Die deutsche Mannschaft wollte jetzt mehr, drängte die Schweden in den eigenen Strafraum, das Powerplay von Sotschi. Ein Ball nach dem nächsten flog in den Strafraum, immer wieder hatten die Gelb-Blauen ein Bein dazwischen, jeder Versuche perlte ab.

Kommentar: Magisch

Das ist der Grund, warum Fußball so faszinierend ist. Es ist nicht vorbei, bevor der Schiedsrichter abpfeift. Und manchmal muss allen Widerständen getrotzt werden, um das kleine Wunder zu bewerkstelligen. Deutschland ist wieder da bei dieser WM, der Weltmeister hat eine fantastische Reaktion gezeigt. Bewundernswert, wie das Team diese psychische Belastung, diesen unfassbaren Druck verarbeitet hat. Es geht noch was für den Titelverteidiger, es könnte ein Fanal sein. Einfach magisch.

...

Werner (72.) läutete die Schlussoffensive ein, sein Ball wurde im letzten Moment von Andreas Granqvist geklärt. Bis zum Strafraum der Schweden sah das gut aus, aber Chancen wie die durch Werner (81.) blieben Mangelware. Dann sah auch noch Boateng die Gelb-Rote Karte, er war von Marcus Berg „aufgearbeitet“ worden.

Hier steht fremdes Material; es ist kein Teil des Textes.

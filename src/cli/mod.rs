//! Command-line interface wiring for the FormPoint toolkit.

use std::sync::Arc;

use anyhow::Result;
use clap::{Parser, Subcommand};

use crate::{
    api::ApiClient,
    auth::Session,
    config::Settings,
};

pub mod account;
pub mod admin;
pub mod create;
pub mod login;
pub mod participate;
pub mod pay;
pub mod points;
pub mod quote;
pub mod stats;
pub mod surveys;
pub mod watch;
pub mod withdraw;

/// Top-level CLI definition.
#[derive(Debug, Parser)]
#[command(author, version, about = "Survey rewards platform client", long_about = None)]
pub struct Cli {
    #[command(subcommand)]
    command: Commands,
}

impl Cli {
    /// Parse CLI arguments from the environment.
    pub fn parse() -> Self {
        <Self as Parser>::parse()
    }

    /// Dispatch the selected sub-command.
    pub async fn dispatch(self, settings: Settings) -> Result<()> {
        match self.command {
            Commands::Quote(args) => quote::run(args),
            Commands::Login(args) => login::run(args, settings).await,
            Commands::Account(args) => account::run(args, settings).await,
            Commands::Surveys(args) => surveys::run_board(args, settings).await,
            Commands::Survey(args) => surveys::run_detail(args, settings).await,
            Commands::Create(args) => create::run(args, settings).await,
            Commands::Participate(args) => participate::run(args, settings).await,
            Commands::Stats(args) => stats::run(args, settings).await,
            Commands::Points(args) => points::run(args, settings).await,
            Commands::Pay(args) => pay::run(args, settings).await,
            Commands::Withdraw(args) => withdraw::run(args, settings).await,
            Commands::Watch(args) => watch::run(args, settings).await,
            Commands::Admin(args) => admin::run(args, settings).await,
        }
    }
}

/// Supported sub-commands.
#[derive(Debug, Subcommand)]
pub enum Commands {
    /// Quote the point budget for a survey draft.
    Quote(quote::Args),
    /// Sign in and print the access token.
    Login(login::Args),
    /// Account management: signup, profile, recovery.
    Account(account::Args),
    /// Browse the survey board and home rails.
    Surveys(surveys::BoardArgs),
    /// Show one survey with its questions.
    Survey(surveys::DetailArgs),
    /// Commission a survey from a JSON definition.
    Create(create::Args),
    /// Submit answers for a survey from a JSON file.
    Participate(participate::Args),
    /// Survey statistics: participants, answers, breakdowns.
    Stats(stats::Args),
    /// Point balance and history.
    Points(points::Args),
    /// Confirm and inspect checkout payments.
    Pay(pay::Args),
    /// Request and inspect cash withdrawals.
    Withdraw(withdraw::Args),
    /// Follow live participation statistics for a survey.
    Watch(watch::Args),
    /// Admin statistics: daily aggregates, ledgers, graphs.
    Admin(admin::Args),
}

/// Build an API client sharing one session across both services.
pub(crate) fn build_client(settings: &Settings) -> Result<Arc<ApiClient>> {
    let session = Session::new(settings.access_token.clone());
    Ok(Arc::new(ApiClient::new(settings, session)?))
}

/// Print a value as pretty JSON on stdout.
pub(crate) fn print_json<T: serde::Serialize>(value: &T) -> Result<()> {
    println!("{}", serde_json::to_string_pretty(value)?);
    Ok(())
}
use assert_cmd::Command;

#[test]
fn cli_help_runs() {
    let mut cmd = Command::cargo_bin("formpoint").expect("binary exists");
    cmd.arg("--help").assert().success();
}

#[test]
fn quote_prints_the_point_budget() {
    let mut cmd = Command::cargo_bin("formpoint").expect("binary exists");
    let assert = cmd
        .args(["quote", "--questions", "5", "--responses", "50", "--reward", "100"])
        .assert()
        .success();
    let stdout = String::from_utf8_lossy(&assert.get_output().stdout).to_string();
    assert!(stdout.contains("\"total\": 8900"), "stdout was: {stdout}");
    assert!(stdout.contains("\"fee\": 3900"), "stdout was: {stdout}");
}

War das die letzte Chance?

Letzte Hoffnung Julian Brandt, der vier Minuten vor dem Ende kam. Mario Gomez (88.) mit einen Kopfball nach Flanke von Kross zwang Robon Olson zur Glanztat.

Nachspielzeit: Brandt trifft den Pfosten. Noch ein bisschen später trifft Reus den Ball nicht voll... War das die letzte Chance? Nein, noch ein Freistoß an der Strafraumgrenze. Kroos tippt an, Reus stoppt, Kroos trifft. Der Sieg, unfassbar.